Patients measuring Cobb >100º, VC may be reduced to < 50º of predicted values; between sixty to ninety degrees, VC is reduced to fifty to sixty percent of predicted values and between 25º -50º, VC is reduced to seventy percent of normal. (Mankin, et al. 1964). (Hawes, “Scoliosis and the Human Spine,” Second Edition, 2003). Simply stated, in those with thoracic curves, the greater the curvature the greater the likelihood of breathing difficulty.
In my clinical experience, most adolescents with thoracic scoliosis are not aware of a deficit in lung function. On the other hand, adults with scoliosis frequently seek treatment as a result of reduced pulmonary function. Other than pain, reduced VC is probably one of the the most common symptoms adult patients mention during the initial health history.
Whether adolescent or adult, after learning Schroth exercises at Scoliosis 3DC nearly all with thoracic curves have shown a measured improvement in vital capacity and patients report a noticeable improvement in lung function and endurance.

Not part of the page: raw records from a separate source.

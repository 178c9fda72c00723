// src/engine/scheduler.rs

//! The run loop.
//!
//! Each iteration asks the dependency engine for the ready set, dispatches it
//! as one batch, joins every result and records it, then recomputes. Failures
//! are recorded on the action and pushed down to its dependents as `Blocked`
//! before the next ready set is computed. The loop ends when nothing is ready:
//! `Completed` if everything succeeded, `Stalled` otherwise.
//!
//! The scheduler is the only writer of the [`StateStore`], and every
//! transition is persisted before the next one is attempted.

use std::future::Future;
use std::pin::Pin;
use std::sync::Arc;
use std::time::Duration;

use rand::SeedableRng;
use rand::rngs::StdRng;
use rand::seq::SliceRandom;
use tokio::task::JoinSet;
use tracing::{debug, error, info, warn};

use crate::dag::{blocked_set, classify, ready_set};
use crate::engine::report::{RunOutcome, RunReport};
use crate::engine::variables::{ResolvedVariables, VariableResolver, VariableSource};
use crate::errors::{PlanrunError, Result};
use crate::exec::{ActionExecutor, ExecutionOutcome};
use crate::plan::{Action, Plan, PlanSettings};
use crate::state::{StateStore, TransitionMeta};
use crate::types::{ActionId, DispatchMode, DispatchOrder, Status};

/// Summary recorded for an action whose executor task panicked.
const PANICKED: &str = "executor task panicked";

/// Where a run is in its lifecycle.
#[derive(Debug, Clone, Copy, PartialEq, Eq)]
pub enum RunPhase {
    Initializing,
    Running,
    Completed,
    Stalled,
}

#[derive(Debug, Clone, Default)]
pub struct SchedulerOptions {
    pub order: DispatchOrder,
    pub mode: DispatchMode,
    /// Seed for `DispatchOrder::Shuffled`; random when absent.
    pub seed: Option<u64>,
    /// Applies to actions without their own `timeout`.
    pub default_timeout: Option<Duration>,
    /// Reset failed and blocked actions to pending before the loop.
    pub retry_failed: bool,
}

impl SchedulerOptions {
    pub fn from_settings(settings: &PlanSettings) -> Self {
        Self {
            order: settings.dispatch_order,
            mode: settings.dispatch_mode,
            seed: settings.seed,
            default_timeout: settings.action_timeout,
            retry_failed: false,
        }
    }
}

pub struct Scheduler<'p, E: ?Sized, S> {
    plan: &'p Plan,
    store: StateStore,
    executor: Arc<E>,
    variables: VariableResolver<S>,
    options: SchedulerOptions,
    phase: RunPhase,
    rng: StdRng,
    executed: Vec<ActionId>,
    iterations: usize,
}

impl<E: ?Sized, S> std::fmt::Debug for Scheduler<'_, E, S> {
    fn fmt(&self, f: &mut std::fmt::Formatter<'_>) -> std::fmt::Result {
        f.debug_struct("Scheduler")
            .field("phase", &self.phase)
            .field("options", &self.options)
            .field("iterations", &self.iterations)
            .finish_non_exhaustive()
    }
}

impl<'p, E, S> Scheduler<'p, E, S>
where
    E: ActionExecutor + ?Sized,
    S: VariableSource,
{
    pub fn new(
        plan: &'p Plan,
        store: StateStore,
        executor: Arc<E>,
        source: S,
        options: SchedulerOptions,
    ) -> Self {
        let rng = match options.seed {
            Some(seed) => StdRng::seed_from_u64(seed),
            None => StdRng::from_entropy(),
        };
        Self {
            plan,
            store,
            executor,
            variables: VariableResolver::new(source),
            options,
            phase: RunPhase::Initializing,
            rng,
            executed: Vec::new(),
            iterations: 0,
        }
    }

    pub fn phase(&self) -> RunPhase {
        self.phase
    }

    pub fn store(&self) -> &StateStore {
        &self.store
    }

    pub fn into_store(self) -> StateStore {
        self.store
    }

    pub fn variables(&self) -> &VariableResolver<S> {
        &self.variables
    }

    /// Fix a variable's value before the run starts.
    pub fn preset_variable(&mut self, name: &str, value: &str) {
        self.variables.preset(name, value);
    }

    /// Drive the plan until it completes or stalls.
    ///
    /// Only fatal errors are returned (a failing snapshot write, or a broken
    /// store invariant). A failing action is recorded and the loop goes on.
    pub async fn run(&mut self) -> Result<RunReport> {
        self.phase = RunPhase::Initializing;
        self.initialize()?;

        self.phase = RunPhase::Running;
        info!(actions = self.plan.len(), mode = ?self.options.mode, order = ?self.options.order, "run started");

        loop {
            let ready = ready_set(self.plan, self.store.state());
            if ready.is_empty() {
                break;
            }

            self.iterations += 1;
            let batch = self.order_batch(ready);
            debug!(iteration = self.iterations, ?batch, "dispatching ready set");

            match self.options.mode {
                DispatchMode::Sequential => {
                    for id in &batch {
                        self.run_one(id).await?;
                    }
                }
                DispatchMode::Concurrent => self.run_concurrent(batch).await?,
            }
        }

        let outcome = if self.store.state().all_succeeded() {
            self.phase = RunPhase::Completed;
            RunOutcome::Completed
        } else {
            self.phase = RunPhase::Stalled;
            RunOutcome::Stalled
        };

        let report = RunReport::build(
            self.plan,
            self.store.state(),
            outcome,
            self.executed.clone(),
            self.store.interrupted().to_vec(),
            self.iterations,
        );
        info!(
            outcome = ?outcome,
            succeeded = report.succeeded,
            total = report.total,
            executed = report.executed.len(),
            "run finished"
        );
        Ok(report)
    }

    fn initialize(&mut self) -> Result<()> {
        for id in self.store.interrupted() {
            info!(action = %id, "re-dispatching action interrupted by the previous run");
        }

        if self.options.retry_failed {
            let reset = self.store.reset_all_failed("retry requested on resume")?;
            if !reset.is_empty() {
                info!(count = reset.len(), ?reset, "failed and blocked actions reset for retry");
            }
        }

        let persisted = self.store.persisted_variables();
        self.variables.restore(&persisted);

        self.propagate_blocked()?;

        for blocked in classify(self.plan, self.store.state()).blocked {
            if blocked.root == blocked.id {
                warn!(action = %blocked.id, "{}", blocked.reason());
            }
        }

        self.store.persist()
    }

    fn order_batch(&mut self, mut batch: Vec<ActionId>) -> Vec<ActionId> {
        if self.options.order == DispatchOrder::Shuffled {
            batch.shuffle(&mut self.rng);
        }
        batch
    }

    async fn run_one(&mut self, id: &str) -> Result<()> {
        let action = self.action(id)?;
        let Some(vars) = self.prepare(&action).await? else {
            return Ok(());
        };

        self.start(id)?;
        let timeout = self.timeout_for(&action);
        let fut = self.executor.execute(action, vars);
        // A panic in the executor becomes a failed action, as in concurrent mode.
        let outcome = match tokio::spawn(with_action_timeout(fut, timeout)).await {
            Ok(outcome) => outcome,
            Err(err) => {
                error!(action = %id, error = %err, "action task did not complete");
                ExecutionOutcome::failure(PANICKED)
            }
        };
        self.finish(id, outcome)
    }

    async fn run_concurrent(&mut self, batch: Vec<ActionId>) -> Result<()> {
        // Variables are resolved up front, one at a time, so prompts never
        // overlap.
        let mut prepared: Vec<(Action, ResolvedVariables)> = Vec::new();
        for id in &batch {
            let action = self.action(id)?;
            if let Some(vars) = self.prepare(&action).await? {
                prepared.push((action, vars));
            }
        }

        let mut started: Vec<ActionId> = Vec::new();
        let mut set = JoinSet::new();
        for (action, vars) in prepared {
            let id = action.id.clone();
            self.start(&id)?;
            let timeout = self.timeout_for(&action);
            let fut = self.executor.execute(action, vars);
            started.push(id.clone());
            set.spawn(async move { (id, with_action_timeout(fut, timeout).await) });
        }

        while let Some(joined) = set.join_next().await {
            match joined {
                Ok((id, outcome)) => self.finish(&id, outcome)?,
                Err(err) => error!(error = %err, "action task did not complete"),
            }
        }

        for id in started {
            if self.store.status_of(&id) == Some(Status::Running) {
                self.finish(&id, ExecutionOutcome::failure(PANICKED))?;
            }
        }
        Ok(())
    }

    fn action(&self, id: &str) -> Result<Action> {
        self.plan
            .action(id)
            .cloned()
            .ok_or_else(|| PlanrunError::UnknownAction(id.to_string()))
    }

    fn timeout_for(&self, action: &Action) -> Option<Duration> {
        action.timeout.or(self.options.default_timeout)
    }

    /// Resolve the action's variables. A resolution failure fails the action
    /// and returns `None`.
    async fn prepare(&mut self, action: &Action) -> Result<Option<ResolvedVariables>> {
        match self.variables.resolve_for(self.plan, action).await {
            Ok(vars) => {
                self.record_new_variables();
                Ok(Some(vars))
            }
            Err(err) => {
                warn!(action = %action.id, error = %err, "variable resolution failed");
                self.store.transition(
                    &action.id,
                    Status::Pending,
                    Status::Failed,
                    TransitionMeta::now().with_summary(err.to_string()),
                )?;
                self.propagate_blocked()?;
                Ok(None)
            }
        }
    }

    fn start(&mut self, id: &str) -> Result<()> {
        info!(action = %id, "action started");
        self.store
            .transition(id, Status::Pending, Status::Running, TransitionMeta::now())
    }

    fn finish(&mut self, id: &str, outcome: ExecutionOutcome) -> Result<()> {
        for (name, value) in outcome.assignments {
            self.variables.assign(&name, value, id);
        }
        self.record_new_variables();

        let to = if outcome.succeeded {
            Status::Succeeded
        } else {
            Status::Failed
        };
        let meta = TransitionMeta::now().with_optional_summary(outcome.summary.clone());
        self.store.transition(id, Status::Running, to, meta)?;
        self.executed.push(id.to_string());

        if outcome.succeeded {
            info!(action = %id, "action succeeded");
        } else {
            let err = PlanrunError::ActionExecution {
                action: id.to_string(),
                reason: outcome.summary.unwrap_or_else(|| "no details".to_string()),
            };
            warn!("{err}");
            self.propagate_blocked()?;
        }
        Ok(())
    }

    fn record_new_variables(&mut self) {
        for var in self.variables.take_new() {
            self.store
                .record_variable(&var.name, &var.value, &var.provenance.to_string());
        }
    }

    /// Mark every pending action with a failed or blocked ancestor.
    fn propagate_blocked(&mut self) -> Result<()> {
        for blocked in blocked_set(self.plan, self.store.state()) {
            let reason = blocked.reason();
            info!(action = %blocked.id, root = %blocked.root, "action blocked");
            self.store.transition(
                &blocked.id,
                Status::Pending,
                Status::Blocked,
                TransitionMeta::now().with_summary(reason),
            )?;
        }
        Ok(())
    }
}

async fn with_action_timeout(
    fut: Pin<Box<dyn Future<Output = ExecutionOutcome> + Send + 'static>>,
    timeout: Option<Duration>,
) -> ExecutionOutcome {
    match timeout {
        Some(limit) => match tokio::time::timeout(limit, fut).await {
            Ok(outcome) => outcome,
            Err(_) => ExecutionOutcome::failure(format!("timed out after {limit:?}")),
        },
        None => fut.await,
    }
}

Proper breathing function requires rib mobility and decreased rib mobility is what contributes to reduced pulmonary function in thoracic scoliosis. Diminished lung function may put scoliosis patients at an increased risk for respiratory dysfunction and complications including:
- reduced endurance, implying a reduced capacity for exercise in patients with a greater Cobb angle (Chong et al. 1981)
- increased fatigue
- shortness of breath (dyspnea)
- increased respiratory ailments or infections
- increased heart strain (Weiss and Bickert, 1996)
- diminished quality of life
With the aging/degenerative process the spine becomes more rigid which, in turn, decreases spine and rib mobility. This can restrict diaphragmatic movement resulting in an overall decrease in lung capacity.
Vertebral rotation, lateral bending and sagittal plane malalignment also contribute to pulmonary dysfunction. The 3D approach to scoliosis management is effective in counteracting the effects of reduced VC because the spine is addressed in all three planes to improve vertebral joint and rib mobility. For this reason, we take spirometry measurements during the initial evaluation and at Schroth program conclusion and follow-ups.
Schroth rotational breathing aims to improve, and maintain improvement of, rib mobility over time. In scoliosis, keeping the chest/ribs from becoming inflexible is critical to avoiding functional problems likely to develop as a patient ages. Unilateral rotational breathing helps aid in rib mobility because symmetrical breathing in the scoliotic patient can feed into curve progression. It is for this reason that patients are instructed in correct breathing patterns by widening the ribs on the concave side and flattening the ventral and dorsal prominences.
In short, improving vital capacity and improving/maintaining rib mobility should be a primary goal for those with thoracic scoliosis. When implementing the Schroth method into daily life the scoliosis patient learns to change his/her breathing pattern(s) so each breath potentially becomes a corrective exercise!